PRT: non-field expenditure - acquisition of interests in producing fields
FA84\S113 places a limit on where participators can claim expenditure on abortive exploration, exploration and appraisal (E&A) and research. The provision also relates to unrelievable field losses (see OT16250) and cross field allowance (CFA) (see OT13020). (The limits on research and CFA are the result of FA87 amendments.)
‘Non-field’ expenditure incurred before a company’s ‘qualifying date’ in relation to a particular field cannot be claimed in that field. The provision does not apply however if the ‘qualifying date’ falls before 14 September 1983 or before the end of the field’s first chargeable period.
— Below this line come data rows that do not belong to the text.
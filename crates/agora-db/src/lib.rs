pub mod migrations;

mod communities;
mod friends;
mod memberships;
mod models;
mod users;

use anyhow::Result;
use rusqlite::Connection;
use std::path::Path;
use std::sync::Mutex;
use tracing::info;

use agora_core::store::{StoreError, StoreResult};

pub struct Database {
    conn: Mutex<Connection>,
}

impl Database {
    pub fn open(path: &Path) -> Result<Self> {
        let conn = Connection::open(path)?;

        // WAL mode for concurrent reads
        conn.pragma_update(None, "journal_mode", "WAL")?;
        conn.pragma_update(None, "foreign_keys", "ON")?;

        migrations::run(&conn)?;

        info!("Database opened at {}", path.display());
        Ok(Self {
            conn: Mutex::new(conn),
        })
    }

    /// Private database for tests.
    pub fn open_in_memory() -> Result<Self> {
        let conn = Connection::open_in_memory()?;
        conn.pragma_update(None, "foreign_keys", "ON")?;
        migrations::run(&conn)?;
        Ok(Self {
            conn: Mutex::new(conn),
        })
    }

    pub(crate) fn with_conn<F, T>(&self, f: F) -> StoreResult<T>
    where
        F: FnOnce(&Connection) -> rusqlite::Result<T>,
    {
        let conn = self
            .conn
            .lock()
            .map_err(|e| StoreError::Unavailable(format!("connection lock poisoned: {e}")))?;
        f(&conn).map_err(map_err)
    }
}

/// rusqlite errors become the typed store discriminator: an empty result is
/// `NotFound`, anything else is `Unavailable`.
fn map_err(e: rusqlite::Error) -> StoreError {
    match e {
        rusqlite::Error::QueryReturnedNoRows => StoreError::NotFound,
        other => StoreError::Unavailable(other.to_string()),
    }
}

#[cfg(test)]
mod tests {
    use super::*;

    #[test]
    fn map_err_distinguishes_absence_from_failure() {
        assert!(matches!(
            map_err(rusqlite::Error::QueryReturnedNoRows),
            StoreError::NotFound
        ));
        assert!(matches!(
            map_err(rusqlite::Error::InvalidQuery),
            StoreError::Unavailable(_)
        ));
    }
}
FA84\S113(4) defines ‘qualifying date’ as whichever of the following dates is the earliest:
- the date on which the company first becomes entitled to the benefit of a licence whose area includes some or all of the field,
- the date on which an associated (see OT13810) company becomes so entitled,
- where there is an illustrative agreement under OTA75\SCH3\PARA5 (see OT19400), the date the agreement was made or, if later, the date on which the licensee becomes so entitled.
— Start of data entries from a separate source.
//! Database row types and their conversions into the shared domain models.
//! Rows carry raw TEXT columns; parsing happens once, here, with corrupt
//! values logged and defaulted rather than failing a whole listing.

use chrono::{DateTime, NaiveDateTime, Utc};
use tracing::warn;
use uuid::Uuid;

use agora_types::models::{
    Community, CommunityPost, FriendRequest, Friendship, Membership, RequestStatus, Role,
    UserProfile,
};

pub struct UserRow {
    pub id: String,
    pub username: String,
    pub password: String,
    pub display_name: String,
    pub avatar_url: Option<String>,
    pub created_at: String,
}

pub struct CommunityRow {
    pub id: String,
    pub name: String,
    pub description: String,
    pub category: String,
    pub color: String,
    pub creator_id: String,
    pub member_count: i64,
    pub created_at: String,
}

pub struct MembershipRow {
    pub community_id: String,
    pub user_id: String,
    pub role: String,
    pub joined_at: String,
}

pub struct FriendRequestRow {
    pub id: String,
    pub sender_id: String,
    pub receiver_id: String,
    pub status: String,
    pub created_at: String,
    pub updated_at: String,
}

pub struct FriendshipRow {
    pub id: String,
    pub user1_id: String,
    pub user2_id: String,
    pub created_at: String,
}

pub struct PostRow {
    pub id: String,
    pub community_id: String,
    pub author_id: String,
    pub author_name: Option<String>,
    pub content: String,
    pub created_at: String,
}

/// SQLite defaults store timestamps as "YYYY-MM-DD HH:MM:SS" without a
/// timezone; rows we write ourselves carry RFC 3339. Accept both.
pub(crate) fn parse_timestamp(raw: &str) -> DateTime<Utc> {
    raw.parse::<DateTime<Utc>>()
        .or_else(|_| {
            NaiveDateTime::parse_from_str(raw, "%Y-%m-%d %H:%M:%S").map(|ndt| ndt.and_utc())
        })
        .unwrap_or_else(|e| {
            warn!("corrupt timestamp '{raw}': {e}");
            DateTime::default()
        })
}

pub(crate) fn parse_id(raw: &str, what: &str) -> Uuid {
    raw.parse().unwrap_or_else(|e| {
        warn!("corrupt {what} id '{raw}': {e}");
        Uuid::default()
    })
}

impl From<UserRow> for UserProfile {
    fn from(row: UserRow) -> Self {
        UserProfile {
            id: parse_id(&row.id, "user"),
            username: row.username,
            display_name: row.display_name,
            avatar_url: row.avatar_url,
            created_at: parse_timestamp(&row.created_at),
        }
    }
}

impl From<CommunityRow> for Community {
    fn from(row: CommunityRow) -> Self {
        Community {
            id: parse_id(&row.id, "community"),
            name: row.name,
            description: row.description,
            category: row.category,
            color: row.color,
            creator_id: parse_id(&row.creator_id, "creator"),
            member_count: row.member_count,
            created_at: parse_timestamp(&row.created_at),
        }
    }
}

impl From<MembershipRow> for Membership {
    fn from(row: MembershipRow) -> Self {
        Membership {
            community_id: parse_id(&row.community_id, "community"),
            user_id: parse_id(&row.user_id, "user"),
            role: row.role.parse().unwrap_or_else(|e| {
                warn!("corrupt membership role: {e}");
                Role::Member
            }),
            joined_at: parse_timestamp(&row.joined_at),
        }
    }
}

impl From<FriendRequestRow> for FriendRequest {
    fn from(row: FriendRequestRow) -> Self {
        FriendRequest {
            id: parse_id(&row.id, "request"),
            sender_id: parse_id(&row.sender_id, "sender"),
            receiver_id: parse_id(&row.receiver_id, "receiver"),
            status: row.status.parse().unwrap_or_else(|e| {
                warn!("corrupt request status: {e}");
                RequestStatus::Pending
            }),
            created_at: parse_timestamp(&row.created_at),
            updated_at: parse_timestamp(&row.updated_at),
        }
    }
}

impl From<FriendshipRow> for Friendship {
    fn from(row: FriendshipRow) -> Self {
        Friendship {
            id: parse_id(&row.id, "friendship"),
            user1_id: parse_id(&row.user1_id, "user1"),
            user2_id: parse_id(&row.user2_id, "user2"),
            created_at: parse_timestamp(&row.created_at),
        }
    }
}

impl From<PostRow> for CommunityPost {
    fn from(row: PostRow) -> Self {
        CommunityPost {
            id: parse_id(&row.id, "post"),
            community_id: parse_id(&row.community_id, "community"),
            author_id: parse_id(&row.author_id, "author"),
            author_name: row.author_name.unwrap_or_else(|| "unknown".to_string()),
            content: row.content,
            created_at: parse_timestamp(&row.created_at),
        }
    }
}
The qualifying date is not the date the company becomes a participator. Entitlement typically crystallises on the date the sale agreement is concluded or on a later closing date specified in the agreement. Claims that an acquiring company can become entitled to the benefit of a licence prior to that date should therefore be rejected, even if there is a provision in the agreement which gives an earlier deemed ‘effective date’ of commencement.
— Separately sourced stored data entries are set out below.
use chrono::{DateTime, Utc};
use serde::{Deserialize, Serialize};
use uuid::Uuid;

use crate::models::Role;

// -- JWT Claims --

/// JWT claims shared by the REST middleware and the token issuer. Canonical
/// definition lives here in agora-types to eliminate duplication.
#[derive(Debug, Clone, Serialize, Deserialize)]
pub struct Claims {
    pub sub: Uuid,
    pub username: String,
    pub exp: usize,
}

// -- Response envelope --

/// Every successful response is `{"success": true, "data": ...}`.
#[derive(Debug, Serialize)]
pub struct ApiSuccess<T> {
    pub success: bool,
    pub data: T,
}

impl<T> ApiSuccess<T> {
    pub fn new(data: T) -> Self {
        Self { success: true, data }
    }
}

/// Every failure is `{"success": false, "error": {"message", "code"}}`.
#[derive(Debug, Serialize, Deserialize)]
pub struct ApiFailure {
    pub success: bool,
    pub error: ErrorBody,
}

#[derive(Debug, Serialize, Deserialize)]
pub struct ErrorBody {
    pub message: String,
    pub code: String,
}

// -- Auth --

#[derive(Debug, Deserialize)]
#[serde(deny_unknown_fields)]
pub struct RegisterRequest {
    pub username: String,
    pub password: String,
    pub display_name: Option<String>,
    pub avatar_url: Option<String>,
}

#[derive(Debug, Serialize)]
pub struct RegisterResponse {
    pub user_id: Uuid,
    pub token: String,
}

#[derive(Debug, Deserialize)]
#[serde(deny_unknown_fields)]
pub struct LoginRequest {
    pub username: String,
    pub password: String,
}

#[derive(Debug, Serialize)]
pub struct LoginResponse {
    pub user_id: Uuid,
    pub username: String,
    pub token: String,
}

// -- Communities --

#[derive(Debug, Deserialize)]
#[serde(deny_unknown_fields)]
pub struct CreateCommunityRequest {
    pub name: String,
    #[serde(default)]
    pub description: String,
    #[serde(default)]
    pub category: String,
    #[serde(default)]
    pub color: String,
}

/// Membership joined with display data for the roster view.
#[derive(Debug, Clone, Serialize)]
pub struct MemberProfile {
    pub user_id: Uuid,
    pub role: Role,
    pub joined_at: DateTime<Utc>,
    pub display_name: String,
    pub avatar_url: Option<String>,
}

// -- Friends --

#[derive(Debug, Deserialize)]
#[serde(deny_unknown_fields)]
pub struct SendFriendRequest {
    pub receiver_username: String,
}

/// Profile shape exposed to other users.
#[derive(Debug, Clone, Serialize)]
pub struct PublicProfile {
    pub id: Uuid,
    pub username: String,
    pub display_name: String,
    pub avatar_url: Option<String>,
}

#[derive(Debug, Serialize)]
pub struct FriendEntry {
    pub friendship_id: Uuid,
    pub user: PublicProfile,
    pub since: DateTime<Utc>,
}

#[derive(Debug, Serialize)]
pub struct RequestEntry {
    pub request_id: Uuid,
    pub user: PublicProfile,
    pub created_at: DateTime<Utc>,
}

#[derive(Debug, Serialize)]
pub struct PendingRequests {
    pub incoming: Vec<RequestEntry>,
    pub outgoing: Vec<RequestEntry>,
}

/// Relation between two users as seen from the querying side.
#[derive(Debug, Clone, Copy, PartialEq, Eq, Serialize)]
#[serde(rename_all = "snake_case")]
pub enum FriendState {
    Friends,
    RequestSent,
    RequestReceived,
    None,
}

#[derive(Debug, Serialize)]
pub struct FriendStateResponse {
    pub status: FriendState,
}

// -- Posts --

#[derive(Debug, Deserialize)]
#[serde(deny_unknown_fields)]
pub struct CreatePostRequest {
    pub content: String,
}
FA80\SCH17\PARA16, 16A and 16B transfers
Where there is a transfer of the licence interest, these paragraphs allow (subject to particular conditions being met) the new participator (transferee) to claim any abortive exploration, E&A and research expenditure which could have been claimed by and allowed to the old participator (transferor) or an associate of the old participator. See OT18140 for the detail of these provisions.
However, FA84\113(6) was amended by FA97\S107 to remove a loophole in the meaning of ‘qualifying date’ in relation to the transfer provisions. For claims made on or after 23 July 1996, the old participator’s qualifying date is now to be taken as the qualifying date of the new participator. The amendment puts it beyond doubt that relief is only available if the transferor participator could itself have claimed relief for the non-field expenditure.